Developers are popping up globally to meet the rising demand for modular building solutions.

 

Image credit: BoKlok Sweden

 

More and more modular

A clear signal that prefab is integrating into mainstream culture is IKEA is taking building construction to the next level. The Swedish furniture giant partnered with global construction firm Skanska to create BoKlok, a prefabricated affordable housing arm that has built 11,000 homes in Sweden, Denmark, and Norway. 

The modular approach fosters a safer work environment. Crews no longer face the dangers posed by perilous heights or extreme weather.

“Now every time I walk one of our traditional work sites, I see so many unnecessary inefficiencies and physical risks,” said Stacy Scopano, Skender’s CTO about a new factory in Chicago’s West Side. “We’re in a climate-controlled clean room with great lighting. The buildings literally flow under our employees’ feet along the assembly line.
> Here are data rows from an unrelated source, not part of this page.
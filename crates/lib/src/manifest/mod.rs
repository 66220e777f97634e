//! Manifest loading and validation.
//!
//! A manifest is the `pkg.json` file at the root of a project. Fetched git packages may
//! carry their own `pkg.json`, which is how transitive dependencies are discovered.

mod types;

pub use types::*;

use std::collections::HashSet;
use std::fs;
use std::io;
use std::path::{Path, PathBuf};

use thiserror::Error;
use tracing::warn;

use crate::consts::MANIFEST_FILENAME;

/// Errors that can occur when loading a manifest.
#[derive(Debug, Error)]
pub enum ManifestError {
  /// The manifest file does not exist.
  #[error("manifest not found: {0}")]
  NotFound(PathBuf),

  /// Failed to read the manifest file.
  #[error("failed to read manifest '{path}': {source}")]
  Read {
    path: PathBuf,
    #[source]
    source: io::Error,
  },

  /// The manifest is not valid JSON or does not match the schema.
  #[error("failed to parse manifest '{path}': {source}")]
  Parse {
    path: PathBuf,
    #[source]
    source: serde_json::Error,
  },

  /// The manifest parsed but declares something unusable.
  #[error("invalid package '{name}': {reason}")]
  Invalid { name: String, reason: String },
}

impl Manifest {
  /// Load the manifest in `dir`.
  ///
  /// Returns `Ok(None)` if the directory has no `pkg.json`.
  /// Returns `Err` if the file exists but couldn't be read, parsed or validated.
  pub fn load(dir: &Path) -> Result<Option<Self>, ManifestError> {
    let path = dir.join(MANIFEST_FILENAME);
    let content = match fs::read_to_string(&path) {
      Ok(content) => content,
      Err(e) if e.kind() == io::ErrorKind::NotFound => return Ok(None),
      Err(e) => return Err(ManifestError::Read { path, source: e }),
    };

    let manifest: Manifest =
      serde_json::from_str(&content).map_err(|source| ManifestError::Parse { path: path.clone(), source })?;
    manifest.validate()?;

    Ok(Some(manifest))
  }

  /// Load the manifest in `dir`, treating a missing file as an error.
  pub fn load_required(dir: &Path) -> Result<Self, ManifestError> {
    Self::load(dir)?.ok_or_else(|| ManifestError::NotFound(dir.join(MANIFEST_FILENAME)))
  }

  /// Check that every package can be fetched into its own directory.
  ///
  /// - names are non-empty, contain no path separators and are not `.` or `..`
  /// - names are unique across all buckets
  /// - every package has a source URL
  pub fn validate(&self) -> Result<(), ManifestError> {
    let mut seen = HashSet::new();

    for spec in self.packages() {
      let name = spec.name();
      let invalid = |reason: &str| ManifestError::Invalid {
        name: name.to_string(),
        reason: reason.to_string(),
      };

      if name.is_empty() {
        return Err(invalid("package name is empty"));
      }
      if name == "." || name == ".." || name.contains(['/', '\\']) {
        return Err(invalid("package name must be a single path component"));
      }
      if !seen.insert(name.to_string()) {
        return Err(invalid("package is declared more than once"));
      }

      let url = match &spec {
        PackageSpec::Archive(archive) => &archive.source_url,
        PackageSpec::Files(files) => &files.base_url,
        PackageSpec::Git(git) => &git.repo_url,
      };
      if url.trim().is_empty() {
        return Err(invalid("package has no source path"));
      }

      if let PackageSpec::Git(git) = &spec
        && git.branch.is_some()
        && git.tag.is_some()
      {
        warn!(pkg = name, "both branch and tag are set, the branch is used");
      }
    }

    Ok(())
  }
}
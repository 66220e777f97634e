//! Test utilities for pkg-lib.
//!
//! In-memory stand-ins for the network capabilities so that fetching and resolution can be
//! exercised without a git server.

use std::collections::HashMap;
use std::fs;
use std::io::{Cursor, Write};
use std::path::Path;
use std::sync::Mutex;
use std::sync::atomic::{AtomicBool, AtomicUsize, Ordering};
use std::time::Duration;

use zip::write::SimpleFileOptions;

use crate::auth::redact;
use crate::consts::{GIT_METADATA_DIR, MANIFEST_FILENAME};
use crate::fetch::{FetchError, GitClient};

/// Build an in-memory zip archive from `(name, content)` pairs.
pub fn zip_bytes(entries: &[(&str, &str)]) -> Vec<u8> {
  let mut writer = zip::ZipWriter::new(Cursor::new(Vec::new()));
  for (name, content) in entries {
    writer.start_file(*name, SimpleFileOptions::default()).unwrap();
    writer.write_all(content.as_bytes()).unwrap();
  }
  writer.finish().unwrap().into_inner()
}

/// Write `json` as the manifest of `dir`.
pub fn write_manifest(dir: &Path, json: &str) {
  fs::create_dir_all(dir).unwrap();
  fs::write(dir.join(MANIFEST_FILENAME), json).unwrap();
}

/// Contents served by [`FakeGit`] for one repository URL.
#[derive(Debug, Clone, Default)]
pub struct FakeRepo {
  files: Vec<(String, String)>,
  delay: Duration,
}

impl FakeRepo {
  pub fn new() -> Self {
    Self::default()
  }

  pub fn file(mut self, path: &str, content: &str) -> Self {
    self.files.push((path.to_string(), content.to_string()));
    self
  }

  /// Ship a nested `pkg.json`.
  pub fn manifest(self, json: &str) -> Self {
    self.file(MANIFEST_FILENAME, json)
  }

  /// Make clones of this repository take at least `delay`.
  pub fn delay(mut self, delay: Duration) -> Self {
    self.delay = delay;
    self
  }
}

/// A recorded [`GitClient::clone_repo`] invocation.
#[derive(Debug, Clone, PartialEq, Eq)]
pub struct GitCall {
  pub url: String,
  pub reference: Option<String>,
  pub hash: Option<String>,
}

/// [`GitClient`] that "clones" by writing files from memory, including a `.git` directory.
#[derive(Debug, Default)]
pub struct FakeGit {
  repos: HashMap<String, FakeRepo>,
  delay: Duration,
  calls: Mutex<Vec<GitCall>>,
  active: AtomicUsize,
  max_active: AtomicUsize,
}

impl FakeGit {
  pub fn new() -> Self {
    Self::default()
  }

  pub fn with_repo(mut self, url: &str, repo: FakeRepo) -> Self {
    self.repos.insert(url.to_string(), repo);
    self
  }

  /// Delay applied to every clone, on top of per-repository delays.
  pub fn with_delay(mut self, delay: Duration) -> Self {
    self.delay = delay;
    self
  }

  pub fn calls(&self) -> Vec<GitCall> {
    self.calls.lock().unwrap().clone()
  }

  /// URLs cloned so far, in call order.
  pub fn cloned_urls(&self) -> Vec<String> {
    self.calls().into_iter().map(|c| c.url).collect()
  }

  /// Highest number of clones observed running at the same time.
  pub fn max_concurrent(&self) -> usize {
    self.max_active.load(Ordering::SeqCst)
  }

  fn wait(&self, delay: Duration, interrupt: &AtomicBool) -> Result<(), FetchError> {
    let step = Duration::from_millis(5);
    let mut waited = Duration::ZERO;
    while waited < delay {
      if interrupt.load(Ordering::Relaxed) {
        return Err(FetchError::Cancelled);
      }
      std::thread::sleep(step);
      waited += step;
    }
    Ok(())
  }
}

impl GitClient for FakeGit {
  fn clone_repo(
    &self,
    url: &str,
    dest: &Path,
    reference: Option<&str>,
    hash: Option<&str>,
    interrupt: &AtomicBool,
  ) -> Result<(), FetchError> {
    self.calls.lock().unwrap().push(GitCall {
      url: url.to_string(),
      reference: reference.map(str::to_string),
      hash: hash.map(str::to_string),
    });

    let active = self.active.fetch_add(1, Ordering::SeqCst) + 1;
    self.max_active.fetch_max(active, Ordering::SeqCst);

    let result = self.clone_into(url, dest, interrupt);

    self.active.fetch_sub(1, Ordering::SeqCst);
    result
  }
}

impl FakeGit {
  fn clone_into(&self, url: &str, dest: &Path, interrupt: &AtomicBool) -> Result<(), FetchError> {
    let Some(repo) = self.repos.get(url) else {
      self.wait(self.delay, interrupt)?;
      return Err(FetchError::Clone {
        url: redact(url),
        source: "repository not found".into(),
      });
    };

    self.wait(self.delay + repo.delay, interrupt)?;

    let write_err = |path: &Path, e: std::io::Error| FetchError::Write {
      path: path.to_path_buf(),
      source: e,
    };

    let git_dir = dest.join(GIT_METADATA_DIR);
    fs::create_dir_all(&git_dir).map_err(|e| write_err(&git_dir, e))?;
    fs::write(git_dir.join("HEAD"), "ref: refs/heads/main\n").map_err(|e| write_err(&git_dir, e))?;

    for (path, content) in &repo.files {
      let target = dest.join(path);
      if let Some(parent) = target.parent() {
        fs::create_dir_all(parent).map_err(|e| write_err(parent, e))?;
      }
      fs::write(&target, content).map_err(|e| write_err(&target, e))?;
    }

    Ok(())
  }
}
It’s phenomenal.” 

 

What about design?

Design remains one of the challenges facing the modular housing industry, as some architects remain wary of a shift to designing for off-site construction, but city planning experts who support prefab construction insist that fears about “cookie-cutter architecture” or “identikit buildings” are misplaced.

Prefab projects require architects and designers to think differently. It’s no use coming up with a fantastic design feature if it can’t be transported, or if it creates more onsite labor. The design has to work with the modular manufacturer’s systems when dealing with volumetric modular. This is restrictive in terms of widths and module arrangement. Volumetric modular manufacturers tend to be less likely to deviate from their standard product.

Also, the design details need to be pinned down much earlier in the process. “You need to have decided what your taps and tiles are going to be at the same time as you’re sorting out your foundations,” said Simon Bayliss, managing partner at HTA Design.

Prefabricated and modular homes continue to gain traction as a solution to create affordable, desirable housing. The industry is clearly is on track to take modular homes to the next level.